A common question we’re getting asked here at Darwin Gray LLP at the moment is whether employees should be allowed to claim expenses for travelling between their home and their employer’s office. With the surging price of fuel, the question is becoming ever more pressing.
The first, and most important thing to say, is that whatever your approach or policy on this issue is, it’s vital that you write your policy down, communicate it to staff and apply it consistently. Getting the language of that policy right is tricky, but when it’s done properly, it can save you no end of problems down the line. Above all, avoid ambiguity and inconsistency.
The contract is key
Many of the problems we see with employer clients at the moment stem from the fact that employees’ employment contracts don’t necessarily match the reality of the way employees work. For example, if an employee has become a hybrid worker, it’s crucial that the employment contract is varied to reflect that. The common approach to take with a hybrid worker is to state in the contract that the employee has 2 places of work; the worker’s home and the employer’s workplace or office.
What about the tax side of things?
Whilst we’d always advise employers to take specialist tax advice, below is the basic position.
First, we must understand how HMRC defines for “permanent workplaces” and “temporary workplaces”. They do so as follows:
- “Permanent workplace” – somewhere an employee attends regularly to perform work. Regular attendance means attendance that’s frequent or which follows a pattern – e.g. once a week. Where an employee spends 40% or more of their working time at a workplace over a period of 24 months or more, HMRC will consider it to be a permanent workplace.

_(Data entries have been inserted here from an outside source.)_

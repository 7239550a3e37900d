//! Helpers shared by unit and integration tests.

pub mod support;
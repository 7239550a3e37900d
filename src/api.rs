use serde::{Deserialize, Serialize};

/// A generated note and the human-written reference it is scored against.
///
/// # Examples
///
/// ```
/// use note_eval::api::TextPair;
///
/// let pair = TextPair::new("Plan: rest and fluids.", "Plan: fluids, rest.");
/// assert_eq!(pair.reference, "Plan: fluids, rest.");
/// ```
#[derive(Debug, Clone, PartialEq, Eq, Serialize, Deserialize)]
pub struct TextPair {
    pub generated: String,
    pub reference: String,
}

impl TextPair {
    /// Create a pair from any string-like inputs.
    #[must_use]
    pub fn new(generated: impl Into<String>, reference: impl Into<String>) -> Self {
        Self {
            generated: generated.into(),
            reference: reference.into(),
        }
    }
}

/// Scores for one generated/reference pair, each rounded to three decimals.
///
/// `rouge1`, `rouge_l`, `bleu` and `semantic` lie in `[0, 1]`.
/// `length_ratio` is the generated character count over the reference
/// character count (denominator at least one) and is unbounded above.
///
/// Serialises with the field names `rouge1`, `rougeL`, `bleu`, `semantic`
/// and `lengthRatio`.
#[derive(Debug, Clone, Copy, PartialEq, Serialize, Deserialize)]
#[serde(rename_all = "camelCase")]
pub struct MetricResult {
    pub rouge1: f64,
    pub rouge_l: f64,
    pub bleu: f64,
    pub semantic: f64,
    pub length_ratio: f64,
}

/// Largest `|1 - length_ratio|` still considered a calibrated length.
pub const LENGTH_TOLERANCE: f64 = 0.2;

impl MetricResult {
    /// Unweighted mean of the four quality metrics. The length ratio is not
    /// a quality signal and is excluded.
    ///
    /// # Examples
    ///
    /// ```
    /// use note_eval::MetricResult;
    ///
    /// let m = MetricResult { rouge1: 1.0, rouge_l: 0.5, bleu: 0.5, semantic: 0.0, length_ratio: 3.0 };
    /// assert_eq!(m.composite(), 0.5);
    /// ```
    #[must_use]
    #[expect(clippy::float_arithmetic, reason = "arithmetic mean")]
    pub fn composite(&self) -> f64 {
        (self.rouge1 + self.rouge_l + self.bleu + self.semantic) / 4.0
    }

    /// Whether the generated length is within [`LENGTH_TOLERANCE`] of the
    /// reference length.
    #[must_use]
    #[expect(clippy::float_arithmetic, reason = "distance from unit ratio")]
    pub fn is_length_calibrated(&self) -> bool {
        (1.0 - self.length_ratio).abs() < LENGTH_TOLERANCE
    }
}

/// Diagnostic record of one evaluation: the inputs and their scores.
#[derive(Debug, Clone, PartialEq, Serialize, Deserialize)]
pub struct EvaluationTrace {
    #[serde(flatten)]
    pub pair: TextPair,
    pub metrics: MetricResult,
}

/// Scores a generated note against a reference.
pub trait NoteEvaluator {
    /// Error type returned when the inputs are rejected.
    type Error: std::error::Error + Send + Sync;

    /// Score `generated` against `reference`.
    ///
    /// # Errors
    ///
    /// Returns an error if either input is rejected.
    fn evaluate(&self, generated: &str, reference: &str) -> Result<MetricResult, Self::Error>;

    /// Score a pair and keep the inputs alongside the result.
    ///
    /// # Errors
    ///
    /// Returns an error if either input is rejected.
    fn trace(&self, pair: &TextPair) -> Result<EvaluationTrace, Self::Error> {
        self.evaluate(&pair.generated, &pair.reference)
            .map(|metrics| EvaluationTrace {
                pair: pair.clone(),
                metrics,
            })
    }
}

- “Temporary workplace” – somewhere the employee goes temporarily or infrequently just for a limited duration.
If a worker works from home full-time…
And then travels to their employer’s office, they can get tax relief on the travel cost of travelling to that office – assuming that the office is a “temporary workplace”.
If a worker splits their time between home and an office…
They will have 2 permanent workplaces and won’t get tax relief on the travel cost of travelling from home to the office.